The population attributed to the sculpture various miraculous conditions, attributing to it the power to attract rain if the tecomates were wet, or healing powers to the water that accumulated in them. The people gave offerings to the sculpture and asked for sufficient rains and good harvests. In addition, the monument became a tourist attraction.

In 1963, the government of President Adolfo López Mateos, who was building the National Museum of Anthropology in Mexico City, expressed his intention to move the monolith from Santa Clara Canyon to the new museum. Consequently, the community held a formal assembly in May 1963 in which it accepted the donation of the sculpture to the museum in exchange for government funding for several public works, including paving the town's junction with the Mexico-Texcoco Highway and construction of a primary school for students up to the sixth grade, a health center, water wells and pumping equipment.
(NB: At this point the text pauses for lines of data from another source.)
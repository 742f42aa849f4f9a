//! Central profile table and action buttons.

use eframe::egui::{self, RichText, Rounding, Vec2};

use crate::app::ModelDeckApp;
use crate::ui::colors;

/// One row's display data, snapshotted so the table doesn't borrow the store.
struct Row {
    name: String,
    base_url: String,
    model: String,
    key_preview: Option<String>,
    is_active: bool,
}

/// Render the profile table.
pub fn render(app: &mut ModelDeckApp, ui: &mut egui::Ui) {
    let muted = colors::muted(ui.visuals());

    ui.add_space(4.0);
    ui.horizontal(|ui| {
        ui.heading("Model Profiles");

        ui.with_layout(egui::Layout::right_to_left(egui::Align::Center), |ui| {
            match app.store.current_name() {
                Some(name) => {
                    ui.label(RichText::new(format!("Active: {}", name)).color(colors::SUCCESS));
                }
                None => {
                    ui.label(RichText::new("No active profile").color(muted));
                }
            }
        });
    });
    ui.separator();

    if app.store.is_empty() {
        ui.add_space(32.0);
        ui.vertical_centered(|ui| {
            ui.label(RichText::new("No profiles yet.").size(16.0).color(muted));
            ui.label(
                RichText::new("Add a profile to start switching models.")
                    .size(12.0)
                    .color(muted),
            );
            ui.add_space(12.0);
            if ui
                .add_sized(
                    Vec2::new(140.0, 32.0),
                    egui::Button::new(RichText::new("Add Profile").strong())
                        .fill(colors::ACCENT)
                        .rounding(Rounding::same(8.0)),
                )
                .clicked()
            {
                app.open_add_editor();
            }
        });
        return;
    }

    let rows: Vec<Row> = app
        .store
        .profiles()
        .iter()
        .map(|profile| Row {
            name: profile.name.clone(),
            base_url: profile.base_url.clone(),
            model: profile.model.clone(),
            key_preview: profile.has_api_key().then(|| profile.api_key_preview()),
            is_active: app.store.current_name() == Some(profile.name.as_str()),
        })
        .collect();

    let mut clicked: Option<String> = None;
    let mut double_clicked: Option<String> = None;

    egui::ScrollArea::vertical().show(ui, |ui| {
        egui::Grid::new("profile_table")
            .num_columns(5)
            .striped(true)
            .spacing([16.0, 6.0])
            .show(ui, |ui| {
                // Header
                ui.label(RichText::new("Name").strong());
                ui.label(RichText::new("Base URL").strong());
                ui.label(RichText::new("Model").strong());
                ui.label(RichText::new("API Key").strong());
                ui.label("");
                ui.end_row();

                for row in &rows {
                    let selected = app.selected.as_deref() == Some(row.name.as_str());
                    let response = ui.selectable_label(selected, &row.name);
                    if response.clicked() {
                        clicked = Some(row.name.clone());
                    }
                    if response.double_clicked() {
                        double_clicked = Some(row.name.clone());
                    }

                    ui.label(&row.base_url);
                    ui.label(&row.model);
                    match &row.key_preview {
                        Some(preview) => {
                            ui.label(RichText::new(preview).monospace());
                        }
                        None => {
                            ui.label(RichText::new("not set").color(muted));
                        }
                    }
                    if row.is_active {
                        ui.label(RichText::new("● active").color(colors::SUCCESS));
                    } else {
                        ui.label("");
                    }
                    ui.end_row();
                }
            });
    });

    if let Some(name) = clicked {
        app.selected = Some(name);
    }
    if let Some(name) = double_clicked {
        app.open_edit_editor(&name);
    }

    ui.add_space(8.0);
    ui.separator();

    // Action buttons
    let selection = app.selected.clone();
    let has_selection = selection.is_some();
    let has_active = app.store.current_name().is_some();

    ui.horizontal(|ui| {
        if ui
            .add(
                egui::Button::new(RichText::new("Add").strong())
                    .fill(colors::ACCENT)
                    .rounding(Rounding::same(8.0)),
            )
            .clicked()
        {
            app.open_add_editor();
        }

        if ui
            .add_enabled(has_selection, egui::Button::new("Edit").rounding(Rounding::same(8.0)))
            .clicked()
        {
            if let Some(name) = &selection {
                app.open_edit_editor(name);
            }
        }

        if ui
            .add_enabled(
                has_selection,
                egui::Button::new(RichText::new("Delete").color(colors::ERROR))
                    .rounding(Rounding::same(8.0)),
            )
            .clicked()
        {
            if let Some(name) = &selection {
                app.request_delete(name);
            }
        }

        ui.separator();

        if ui
            .add_enabled(
                has_selection,
                egui::Button::new("Set Active").rounding(Rounding::same(8.0)),
            )
            .clicked()
        {
            if let Some(name) = &selection {
                app.activate(name);
            }
        }

        if ui
            .add_enabled(
                has_active,
                egui::Button::new("Environment Commands...").rounding(Rounding::same(8.0)),
            )
            .clicked()
        {
            app.show_env_commands = true;
        }
    });
}
use std::collections::BTreeSet;

use once_cell::sync::Lazy;
use regex::Regex;

use super::{TemplatePdf, TestDataCsv};
use crate::markers::ADDRESS_LINES;

/// Personalisation supplied for every recipient without test data.
pub const DEFAULT_PERSONALISATION: [&str; 15] = [
    "fullName",
    "firstName",
    "lastName",
    "middleNames",
    "namePrefix",
    "nameSuffix",
    "nhsNumber",
    "date",
    "address_line_1",
    "address_line_2",
    "address_line_3",
    "address_line_4",
    "address_line_5",
    "address_line_6",
    "address_line_7",
];

const ADDRESS_LINE_PREFIX: &str = "address_line_";

static CUSTOM_PARAMETER: Lazy<Regex> = Lazy::new(|| Regex::new(r"^[A-Za-z0-9_]+$").unwrap());

/// Whether a parsed PDF and optional test data CSV form a usable letter.
///
/// The PDF must personalise exactly `address_line_1..7` in order and contain
/// no non-renderable markers. Custom (non-default) parameters must be plain
/// identifiers and must match the CSV header set exactly; a letter without
/// custom parameters must not carry CSV headers.
pub fn validate_letter_template_files(pdf: &TemplatePdf, csv: Option<&TestDataCsv>) -> bool {
    if !pdf.markers().invalid_non_renderable.is_empty() {
        return false;
    }

    let parameters = pdf.personalisation_parameters();

    let address_lines: Vec<&str> = parameters
        .iter()
        .map(String::as_str)
        .filter(|name| name.starts_with(ADDRESS_LINE_PREFIX))
        .collect();
    if address_lines != ADDRESS_LINES {
        return false;
    }

    let custom: BTreeSet<&str> = parameters
        .iter()
        .map(String::as_str)
        .filter(|name| !DEFAULT_PERSONALISATION.contains(name))
        .collect();
    if !custom.iter().all(|name| CUSTOM_PARAMETER.is_match(name)) {
        return false;
    }

    let headers: BTreeSet<&str> = csv
        .map(|csv| csv.parameters().iter().map(String::as_str).collect())
        .unwrap_or_default();

    if custom.is_empty() {
        headers.is_empty()
    } else {
        csv.is_some() && headers == custom
    }
}

#[cfg(test)]
mod tests {
    use super::*;

    fn pdf(markers: &[&str]) -> TemplatePdf {
        let body: String = markers.iter().map(|m| format!("{{{}}} ", m)).collect();
        TemplatePdf::parse(format!("%PDF-1.4\n({})\n%%EOF", body).as_bytes()).unwrap()
    }

    fn address() -> Vec<String> {
        ADDRESS_LINES.iter().map(|line| format!("d.{}", line)).collect()
    }

    fn with_address(extra: &[&str]) -> TemplatePdf {
        let mut markers = address();
        markers.extend(extra.iter().map(|m| m.to_string()));
        let refs: Vec<&str> = markers.iter().map(String::as_str).collect();
        pdf(&refs)
    }

    #[test]
    fn test_defaults_only_without_csv() {
        assert!(validate_letter_template_files(
            &with_address(&["d.firstName", "d.nhsNumber"]),
            None
        ));
    }

    #[test]
    fn test_missing_address_line_fails() {
        let markers = address();
        let refs: Vec<&str> = markers[..6].iter().map(String::as_str).collect();
        assert!(!validate_letter_template_files(&pdf(&refs), None));
    }

    #[test]
    fn test_address_lines_out_of_order_fail() {
        let mut markers = address();
        markers.swap(0, 1);
        let refs: Vec<&str> = markers.iter().map(String::as_str).collect();
        assert!(!validate_letter_template_files(&pdf(&refs), None));
    }

    #[test]
    fn test_custom_parameters_need_matching_csv() {
        let template = with_address(&["d.clinic", "d.appointmentDate"]);
        let matching = TestDataCsv::parse(b"appointmentDate,clinic\n").unwrap();
        let partial = TestDataCsv::parse(b"clinic\n").unwrap();

        assert!(validate_letter_template_files(&template, Some(&matching)));
        assert!(!validate_letter_template_files(&template, Some(&partial)));
        assert!(!validate_letter_template_files(&template, None));
    }

    #[test]
    fn test_csv_without_custom_parameters_fails() {
        let csv = TestDataCsv::parse(b"clinic\n").unwrap();
        assert!(!validate_letter_template_files(&with_address(&[]), Some(&csv)));
    }

    #[test]
    fn test_dashed_custom_parameter_fails() {
        let template = with_address(&["d.clinic-name"]);
        let csv = TestDataCsv::parse(b"clinic-name\n").unwrap();
        assert!(!validate_letter_template_files(&template, Some(&csv)));
    }

    #[test]
    fn test_non_renderable_marker_fails() {
        assert!(!validate_letter_template_files(
            &with_address(&["c.show_if"]),
            None
        ));
    }

    #[test]
    fn test_renderable_invalid_marker_is_ignored() {
        assert!(validate_letter_template_files(
            &with_address(&["d.foo.bar"]),
            None
        ));
    }
}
The work of relocating the monolith was delayed throughout 1963 and early 1964, during which time the population began to express their opposition to the transfer, mainly considering the costs of losing tourism that benefitted the local economy but also the belief that its absence would affect local rainfall levels.

With the transfer imminent, on February 23, 1964, many locals rebelled, destroying the structures built to move the monolith and deflating the tires of the trucks intended for the transfer. The government temporarily postponed the transfer, but on April 16 of the same year, it was supported by elements of the Mexican Army that occupied the town in order to prevent another protest.